## WHAT YOU NEED TO DO
In the records below, find each line that holds "seen" and return it.

## INFORMATION SUPPLIED
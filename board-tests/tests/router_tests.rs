//! Integration Tests für das Nachrichten-Routing eingehender MQTT-Nachrichten

mod common;

use board_core::color::{BLACK, GREEN, RED, STATE_ERROR, STATE_UPDATE};
use board_core::{Cycles, Effect, FirmwareUpdate, UpdateError};
use common::{BROKER_CONFIG, Harness, with_rt};
use embassy_futures::block_on;

const TO: &str = "/management/to/5CCF7F4F2A10";
const FROM: &str = "/management/from/5CCF7F4F2A10";

fn inbound(h: &Harness, topic: &str, payload: &str) {
    h.mqtt.borrow_mut().push_inbound(topic, payload);
}

// ============================================================================
// Tests: Management-Topics
// ============================================================================

#[test]
fn test_password_request_is_answered() {
    let h = Harness::online();
    let mut board = h.board();
    assert!(block_on(board.mqtt_setup()));

    inbound(&h, &format!("{TO}/reqBrokerPwd"), "");
    block_on(board.loop_once());

    assert_eq!(h.mqtt.borrow().published_on(&format!("{FROM}/resBrokerPwd")), ["pw123"]);
}

#[test]
fn test_log_mirroring_toggle() {
    let h = Harness::online();
    let mut board = h.board();
    assert!(block_on(board.mqtt_setup()));
    let log_topic = format!("{FROM}/status/log");

    block_on(board.log("vorher"));
    inbound(&h, &format!("{TO}/enableMQTTLog"), "on");
    block_on(board.loop_once());
    block_on(board.log("hallo"));

    inbound(&h, &format!("{TO}/enableMQTTLog"), "off");
    block_on(board.loop_once());
    block_on(board.log("nachher"));

    assert_eq!(h.mqtt.borrow().published_on(&log_topic), ["hallo"]);
}

#[test]
fn test_config_update_saves_and_restarts() {
    let h = Harness::online();
    let new_config = r#"{"configbrokerurl":"neu.local","configbrokerport":8883}"#;
    h.updater.borrow_mut().config_response = Ok(new_config.to_string());

    let mut board = h.board();
    assert!(block_on(board.mqtt_setup()));
    inbound(&h, &format!("{TO}/update"), "configuration");
    block_on(board.loop_once());

    assert_eq!(h.restarts.get(), 1);
    assert_eq!(h.storage.get("/conf.json").unwrap(), new_config);
    assert_eq!(board.config().broker_host, "neu.local");
    assert_eq!(board.config().broker_port, 8883);
    assert!(!h.mqtt.borrow().connected);

    let updater = h.updater.borrow();
    assert_eq!(updater.config_requests[0], ("update.local".to_string(), "5C:CF:7F:4F:2A:10".to_string()));
}

#[test]
fn test_config_update_without_new_config() {
    let h = Harness::online();
    h.updater.borrow_mut().config_response = Err(UpdateError::Status(304));

    let mut board = h.board();
    assert!(block_on(board.mqtt_setup()));
    inbound(&h, &format!("{TO}/update"), "configuration");
    block_on(board.loop_once());

    assert_eq!(h.restarts.get(), 0);
    assert_eq!(h.storage.get("/conf.json").unwrap(), BROKER_CONFIG);
    with_rt(&h.runtime, |rt| {
        assert_eq!(rt.rgb.color(), STATE_UPDATE);
        assert_eq!(rt.rgb.effect(), Effect::BLINK);
        assert_ne!(rt.matrix.buffer(), &[0u16; 8]);
    });
}

#[test]
fn test_invalid_config_is_not_saved() {
    let h = Harness::online();
    h.updater.borrow_mut().config_response = Ok("{kaputt".to_string());

    let mut board = h.board();
    assert!(block_on(board.mqtt_setup()));
    inbound(&h, &format!("{TO}/update"), "configuration");
    block_on(board.loop_once());

    assert_eq!(h.restarts.get(), 0);
    assert_eq!(h.storage.get("/conf.json").unwrap(), BROKER_CONFIG);
    assert_eq!(board.config().broker_host, "broker.local");
    with_rt(&h.runtime, |rt| assert_eq!(rt.rgb.color(), STATE_UPDATE));
}

#[test]
fn test_firmware_update_failed_shows_text() {
    let h = Harness::online();
    h.updater.borrow_mut().firmware = FirmwareUpdate::Failed;

    let mut board = h.board();
    assert!(block_on(board.mqtt_setup()));
    inbound(&h, &format!("{TO}/update"), "firmware");
    block_on(board.loop_once());

    assert_eq!(h.restarts.get(), 0);
    with_rt(&h.runtime, |rt| {
        assert_eq!(rt.rgb.color(), STATE_ERROR);
        assert_eq!(rt.matrix.text(), "Update Failed! ");
        assert!(rt.matrix.text_done());
    });
}

#[test]
fn test_firmware_updated_restarts() {
    let h = Harness::online();
    h.updater.borrow_mut().firmware = FirmwareUpdate::Updated;

    let mut board = h.board();
    assert!(block_on(board.mqtt_setup()));
    inbound(&h, &format!("{TO}/update"), "firmware");
    block_on(board.loop_once());

    assert_eq!(h.restarts.get(), 1);
    assert!(!h.mqtt.borrow().connected);
    with_rt(&h.runtime, |rt| assert_eq!(rt.rgb.color(), STATE_UPDATE));
}

#[test]
fn test_firmware_up_to_date_clears_display() {
    let h = Harness::online();
    let mut board = h.board();
    assert!(block_on(board.mqtt_setup()));
    assert_eq!(block_on(board.check_firmware_update()), FirmwareUpdate::NoUpdate);

    assert_eq!(h.restarts.get(), 0);
    with_rt(&h.runtime, |rt| {
        assert_eq!(rt.rgb.shown(), BLACK);
        assert_eq!(rt.matrix.buffer(), &[0u16; 8]);
    });
}

#[test]
fn test_unknown_update_request_is_ignored() {
    let h = Harness::online();
    let mut board = h.board();
    assert!(block_on(board.mqtt_setup()));
    inbound(&h, &format!("{TO}/update"), "alles");
    block_on(board.loop_once());

    assert_eq!(h.restarts.get(), 0);
    assert!(h.updater.borrow().config_requests.is_empty());
}

// ============================================================================
// Tests: RGB und Matrix per MQTT
// ============================================================================

#[test]
fn test_rgb_requires_connect_rgb() {
    let h = Harness::online();
    let mut board = h.board();
    assert!(block_on(board.mqtt_setup()));

    inbound(&h, "RGB/COLOR", "FF0000");
    block_on(board.loop_once());
    assert_ne!(with_rt(&h.runtime, |rt| rt.rgb.color()), RED);

    assert!(block_on(board.connect_rgb()));
    assert_eq!(h.mqtt.borrow().subscribed.last().unwrap(), "RGB/#");

    inbound(&h, "RGB/COLOR", "FF0000:5:3");
    block_on(board.loop_once());
    with_rt(&h.runtime, |rt| {
        assert_eq!(rt.rgb.color(), RED);
        assert_eq!(rt.rgb.effect(), Effect::BLINK);
        assert_eq!(rt.rgb.cycles(), Cycles::Remaining(3));
    });
}

#[test]
fn test_invalid_color_is_ignored() {
    let h = Harness::online();
    let mut board = h.board();
    assert!(block_on(board.mqtt_setup()));
    assert!(block_on(board.connect_rgb()));

    inbound(&h, "RGB/COLOR", "00FF00");
    inbound(&h, "RGB/COLOR", "00FF00:99");
    block_on(board.loop_once());
    with_rt(&h.runtime, |rt| {
        assert_eq!(rt.rgb.color(), GREEN);
        assert_eq!(rt.rgb.effect(), Effect::On);
    });
}

#[test]
fn test_messages_are_routed_while_text_scrolls() {
    let h = Harness::online();
    let mut board = h.board();
    assert!(block_on(board.mqtt_setup()));
    assert!(block_on(board.connect_rgb()));

    inbound(&h, "RGB/COLOR", "FF0000");
    block_on(board.write_text("AB", Cycles::Remaining(1), true));

    assert!(h.mqtt.borrow().inbound.is_empty());
    with_rt(&h.runtime, |rt| {
        assert_eq!(rt.rgb.color(), RED);
        assert!(rt.matrix.text_done());
    });
}

#[test]
fn test_matrix_text_and_icon() {
    let h = Harness::online();
    let mut board = h.board();
    assert!(block_on(board.mqtt_setup()));
    assert!(block_on(board.connect_matrix()));

    inbound(&h, "MATRIX/TEXT", "HALLO");
    block_on(board.loop_once());
    assert_eq!(with_rt(&h.runtime, |rt| rt.matrix.text().to_string()), "HALLO");

    inbound(&h, "MATRIX/ICON", "B1111111111111111111111111");
    block_on(board.loop_once());
    with_rt(&h.runtime, |rt| {
        assert_eq!(rt.matrix.text(), "");
        assert!(rt.matrix.get_pixel(2, 2));
    });

    inbound(&h, "MATRIX/TEXT", "");
    block_on(board.loop_once());
    assert_eq!(with_rt(&h.runtime, |rt| *rt.matrix.buffer()), [0u16; 8]);
}

// ============================================================================
// Tests: Anwendungs-Callback
// ============================================================================

#[test]
fn test_callback_receives_topic_without_group() {
    let h = Harness::online();
    let mut seen: Vec<(String, String)> = Vec::new();
    let mut handler = |topic: &str, payload: &str| seen.push((topic.to_string(), payload.to_string()));

    let mut board = h.board();
    board.on_message(&mut handler);
    assert!(block_on(board.mqtt_setup()));
    assert!(board.set_group("g"));
    assert!(block_on(board.connect_rgb()));
    assert_eq!(h.mqtt.borrow().subscribed.last().unwrap(), "g/RGB/#");

    inbound(&h, "g/RGB/COLOR", "00FF00");
    inbound(&h, "other/RGB/COLOR", "FF0000");
    inbound(&h, "g/sensor", "42");
    block_on(board.loop_once());

    assert_eq!(with_rt(&h.runtime, |rt| rt.rgb.color()), GREEN);
    drop(board);
    assert_eq!(
        seen,
        [
            ("RGB/COLOR".to_string(), "00FF00".to_string()),
            ("other/RGB/COLOR".to_string(), "FF0000".to_string()),
            ("sensor".to_string(), "42".to_string()),
        ]
    );
}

## REPLY
    let mut seen: Vec<(String, String)> = Vec::new();
    let mut handler = |topic: &str, payload: &str| seen.push((topic.to_string(), payload.to_string()));
        seen,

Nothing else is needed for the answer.